▶ **YOUR ASSIGNMENT**: The full set of entries must be copied exactly.

▶ **EXTRACTED DATA**:
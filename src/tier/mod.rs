//! The cache tier stack
//!
//! Every level of the stack implements [`CacheTier`]:
//! - [`local::LocalTier`]: in-process TTL maps, one per use case
//! - [`remote::RemoteTier`]: shared store with watermark invalidation
//! - [`noop::NoopTier`]: pass-through when no remote store is configured
//! - [`controller::Controller`]: gating and instrumentation wrapper
//! - [`chain::Chain`]: read-through composition of an outer and inner tier
//!
//! Tiers move serialized payload bytes; the engine owns the typed boundary.

pub mod chain;
pub mod controller;
pub mod local;
pub mod noop;
pub mod remote;

use std::sync::Arc;

use async_trait::async_trait;
use futures::future::BoxFuture;

use crate::config::{CacheLayer, ConfigProvider, KeyConfig};
use crate::error::GCacheResult;
use crate::key::GCacheKey;

/// Lazy producer of the uncached value in serialized form. Cloneable so
/// wrappers can instrument it and retry it after tier failures.
pub type Fallback = Arc<dyn Fn() -> BoxFuture<'static, GCacheResult<Vec<u8>>> + Send + Sync>;

/// One level of the cache stack.
#[async_trait]
pub trait CacheTier: Send + Sync {
    /// Return the cached value for `key`, computing and storing it through
    /// `fallback` on a miss.
    async fn get(&self, key: &GCacheKey, fallback: Fallback) -> GCacheResult<Vec<u8>>;

    /// Store a value under `key`.
    async fn put(&self, key: &GCacheKey, value: Vec<u8>) -> GCacheResult<()>;

    /// Remove `key`; reports whether an entry was present.
    async fn delete(&self, key: &GCacheKey) -> GCacheResult<bool>;

    /// Invalidate every entry for `(key_type, id)` from now plus
    /// `future_buffer_ms` backwards. Only the remote tier implements this;
    /// other tiers rely on their TTLs.
    async fn invalidate(
        &self,
        _key_type: &str,
        _id: &str,
        _future_buffer_ms: u64,
    ) -> GCacheResult<()> {
        Ok(())
    }

    /// Remove every entry held by this tier.
    async fn flush_all(&self) -> GCacheResult<()> {
        Ok(())
    }

    /// The layer this tier reports for config lookups and metrics.
    fn layer(&self) -> CacheLayer;
}

/// Resolve the config for a key: the provider first, then the key's default.
pub(crate) async fn resolve_config(
    provider: &Arc<dyn ConfigProvider>,
    key: &GCacheKey,
) -> anyhow::Result<Option<KeyConfig>> {
    match provider.lookup(key).await? {
        Some(config) => Ok(Some(config)),
        None => Ok(key.default_config().cloned()),
    }
}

▶ **RESULT OF THIS TASK**:
filename src/tier/mod.rs
//! The cache tier stack
//!
//! Every level of the stack implements [`CacheTier`]:
//! - [`local::LocalTier`]: in-process TTL maps, one per use case
//! - [`remote::RemoteTier`]: shared store with watermark invalidation
//! - [`noop::NoopTier`]: pass-through when no remote store is configured
//! - [`controller::Controller`]: gating and instrumentation wrapper
//! - [`chain::Chain`]: read-through composition of an outer and inner tier
//!
//! Tiers move serialized payload bytes; the engine owns the typed boundary.

pub mod chain;
pub mod controller;
pub mod local;
pub mod noop;
pub mod remote;

use std::sync::Arc;

use async_trait::async_trait;
use futures::future::BoxFuture;

use crate::config::{CacheLayer, ConfigProvider, KeyConfig};
use crate::error::GCacheResult;
use crate::key::GCacheKey;

/// Lazy producer of the uncached value in serialized form. Cloneable so
/// wrappers can instrument it and retry it after tier failures.
pub type Fallback = Arc<dyn Fn() -> BoxFuture<'static, GCacheResult<Vec<u8>>> + Send + Sync>;

/// One level of the cache stack.
#[async_trait]
pub trait CacheTier: Send + Sync {
    /// Return the cached value for `key`, computing and storing it through
    /// `fallback` on a miss.
    async fn get(&self, key: &GCacheKey, fallback: Fallback) -> GCacheResult<Vec<u8>>;

    /// Store a value under `key`.
    async fn put(&self, key: &GCacheKey, value: Vec<u8>) -> GCacheResult<()>;

    /// Remove `key`; reports whether an entry was present.
    async fn delete(&self, key: &GCacheKey) -> GCacheResult<bool>;

    /// Invalidate every entry for `(key_type, id)` from now plus
    /// `future_buffer_ms` backwards. Only the remote tier implements this;
    /// other tiers rely on their TTLs.
    async fn invalidate(
        &self,
        _key_type: &str,
        _id: &str,
        _future_buffer_ms: u64,
    ) -> GCacheResult<()> {
        Ok(())
    }

    /// Remove every entry held by this tier.
    async fn flush_all(&self) -> GCacheResult<()> {
        Ok(())
    }

    /// The layer this tier reports for config lookups and metrics.
    fn layer(&self) -> CacheLayer;
}

/// Resolve the config for a key: the provider first, then the key's default.
pub(crate) async fn resolve_config(
    provider: &Arc<dyn ConfigProvider>,
    key: &GCacheKey,
) -> anyhow::Result<Option<KeyConfig>> {
    match provider.lookup(key).await? {
        Some(config) => Ok(Some(config)),
        None => Ok(key.default_config().cloned()),
    }
}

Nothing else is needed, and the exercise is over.